A circuit and PCB editor in the browser - skbohra123
http://www.circuits.io

======
RobotCaleb
I am not a hardware guy. Other than playing with n-in-one electronics kits as
a kid I haven't ever touched it much. I recently needed to build a "sensor
pod" (my name) for my ongoing 6-camera high altitude balloon project. I got
everything working on a breadboard and needed to move it to a more permanent
PCB. Enter Fritzing[0].

I fell in love with Fritzing pretty quickly. It has 3 mode. Breadboard,
schematic, PCB. I was able to copy my physical breadboard layout over to the
virtual one. From that, it basically gave me a schematic (what I wanted) and a
PCB layout (not entirely useful for me). I had to touch up the routing and fix
some lines that wanted to connect VCC straight to GND. I was able to figure it
out pretty readily and fix it all and now have a working PCB[1].

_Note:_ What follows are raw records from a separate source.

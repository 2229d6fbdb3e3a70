//! Synchronous parsing paths: reader-backed iteration, raw row sequences,
//! alias resolution, optional columns, and cancellation.

use rowbind::{prelude::*, time};

csv_parse! {
    #[derive(Clone, Copy, Debug, PartialEq, Eq)]
    pub enum Grade {
        A,
        B,
        C,
    }

    #[derive(Clone, Debug, PartialEq)]
    pub struct Student {
        #[csv(header("ID", "Id"))]
        pub id: u32,
        #[csv(header("Name"))]
        pub name: String,
        #[csv(format = "[year]-[month]-[day]")]
        pub born: time::Date,
        #[csv]
        pub grade: Grade,
        #[csv]
        pub score: Option<u32>,
        pub memo: String,
    }

    impl Student {
        pub fn parse(reader: &mut Reader) -> impl Iterator<Item = Result<Student>>;

        pub fn parse_rows(
            rows: impl Iterator<Item = Row>,
            header: &Header,
        ) -> impl Iterator<Item = Result<Student>>;

        pub fn parse_cancellable(
            reader: &mut Reader,
            ct: CancelToken,
        ) -> impl Iterator<Item = Result<Student>>;
    }
}

csv_parse! {
    #[derive(Clone, Debug, PartialEq)]
    pub struct Tiny {
        #[csv(header("ID"))]
        pub id: u32,
    }

    impl Tiny {
        pub fn parse(reader: &mut Reader) -> impl Iterator<Item = Result<Tiny>>;
    }
}

const DATA: &str = "\
ID,Name,born,grade,score
1,Ann,2001-02-03,A,90
2,Bob,1999-12-31,B,7
";

fn date(year: i32, month: time::Month, day: u8) -> time::Date {
    time::Date::from_calendar_date(year, month, day).expect("valid test date")
}

#[test]
fn parses_every_row_into_a_record() {
    let mut reader = Reader::from_string(DATA);
    let students: Vec<Student> = Student::parse(&mut reader)
        .collect::<Result<_>>()
        .expect("all rows convert");

    assert_eq!(students.len(), 2);
    assert_eq!(
        students[0],
        Student {
            id: 1,
            name: "Ann".to_owned(),
            born: date(2001, time::Month::February, 3),
            grade: Grade::A,
            score: Some(90),
            memo: String::new(),
        }
    );
    assert_eq!(students[1].id, 2);
    assert_eq!(students[1].grade, Grade::B);
}

#[test]
fn single_column_round_trip() {
    let mut reader = Reader::from_string("ID\n1\n2\n");
    let records: Vec<Tiny> = Tiny::parse(&mut reader)
        .collect::<Result<_>>()
        .expect("rows convert");
    assert_eq!(records, vec![Tiny { id: 1 }, Tiny { id: 2 }]);
}

#[test]
fn missing_every_alias_names_them_all() {
    let mut reader = Reader::from_string("Name,born,grade,score\nAnn,2001-02-03,A,1\n");
    let failure = Student::parse(&mut reader)
        .next()
        .expect("one failure item")
        .expect_err("no id column");
    assert_eq!(
        failure.to_string(),
        "no column matching any of the names 'ID', 'Id' was found for property 'id'"
    );
}

#[test]
fn second_alias_resolves_when_the_first_is_absent() {
    let mut reader = Reader::from_string("Id,Name,born,grade,score\n3,Cyn,2000-06-15,C,1\n");
    let students: Vec<Student> = Student::parse(&mut reader)
        .collect::<Result<_>>()
        .expect("alias resolves");
    assert_eq!(students[0].id, 3);
    assert_eq!(students[0].grade, Grade::C);
}

#[test]
fn missing_required_column_fails_once_before_any_row() {
    let mut reader = Reader::from_string("ID,born,grade\n1,2001-02-03,A\n2,1999-12-31,B\n");
    let mut items = Student::parse(&mut reader);

    let first = items.next().expect("one failure item");
    assert!(matches!(first, Err(Error::MissingColumn { .. })));
    assert!(first.unwrap_err().to_string().contains("'name'"));
    assert!(items.next().is_none(), "iterator is fused after the failure");
}

#[test]
fn omitted_optional_column_defaults_without_error() {
    let mut reader = Reader::from_string("ID,Name,born,grade\n1,Ann,2001-02-03,A\n");
    let students: Vec<Student> = Student::parse(&mut reader)
        .collect::<Result<_>>()
        .expect("optional column may be absent");
    assert_eq!(students[0].score, None);
}

#[test]
fn a_bad_row_does_not_stop_the_ones_after_it() {
    let mut reader =
        Reader::from_string("ID,Name,born,grade,score\nx,Ann,2001-02-03,A,1\n2,Bob,1999-12-31,B,2\n");
    let items: Vec<Result<Student>> = Student::parse(&mut reader).collect();

    assert_eq!(items.len(), 2);
    let failure = items[0].as_ref().expect_err("unparsable id");
    assert!(failure.to_string().contains("'id'"));
    assert_eq!(items[1].as_ref().expect("second row converts").id, 2);
}

#[test]
fn unknown_enum_symbol_names_the_value() {
    let mut reader = Reader::from_string("ID,Name,born,grade,score\n1,Ann,2001-02-03,Z,1\n");
    let failure = Student::parse(&mut reader)
        .next()
        .expect("one item")
        .expect_err("no such symbol");
    assert!(matches!(failure, Error::UnknownSymbol { .. }));
    assert!(failure.to_string().contains("'Z'"));
}

#[test]
fn raw_rows_resolve_against_the_supplied_header() {
    let header = Header::new(["ID", "Name", "born", "grade"]);
    let rows = vec![
        Row::from_fields(["7", "Dee", "1985-07-21", "A"]),
        Row::from_fields(["8", "Eli", "1990-01-02", "C"]),
    ];
    let students: Vec<Student> = Student::parse_rows(rows.into_iter(), &header)
        .collect::<Result<_>>()
        .expect("rows convert");

    assert_eq!(students.len(), 2);
    assert_eq!(students[0].name, "Dee");
    assert_eq!(students[1].grade, Grade::C);
    assert_eq!(students[1].score, None);
}

#[test]
fn cancellation_delivers_one_error_then_fuses() {
    let mut reader = Reader::from_string(DATA);
    let ct = CancelToken::new();
    let mut items = Student::parse_cancellable(&mut reader, ct.clone());

    let first = items.next().expect("first row").expect("first row converts");
    assert_eq!(first.id, 1);

    ct.cancel();
    let interrupted = items.next().expect("cancellation item");
    assert!(matches!(interrupted, Err(Error::Cancelled)));
    assert!(items.next().is_none(), "iterator is fused after cancellation");
}

#[test]
fn short_rows_read_missing_fields_as_empty() {
    let mut reader = Reader::from_string("ID,Name,born,grade,score\n1,Ann,2001-02-03,A\n");
    let items: Vec<Result<Student>> = Student::parse(&mut reader).collect();

    // The score column exists, so the short row yields an empty field that
    // fails integer conversion.
    assert_eq!(items.len(), 1);
    assert!(items[0].as_ref().unwrap_err().to_string().contains("'score'"));
}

All this is to say, if you're a noob, Fritzing is great. This (circuits.io) is
probably geared at non-noobs, and I'm sure it's fine for them. I am not quite
able to jump right into drawing a schematic, though. As such, I can't provide
much of an opinion on it. :)

[0] <http://fritzing.org/>

[1] <http://goo.gl/iWuZF>

------
helper
I would love to ditch Eagle PCB for a tool like this. Eagle is awesome, but as
a hobbyist I don't use 70% of its features. From a quick look at circuits.io
here's what I would want in order to make the switch:

1) Let me import my Eagle components 2) Give me more control over grid sizing
3) Autorouter!

I'm also interested in seeing the fabrication prices. Right now I use
batchpcb.com (a Sparkfun service). There really aren't any other good options
for printing a single PCB.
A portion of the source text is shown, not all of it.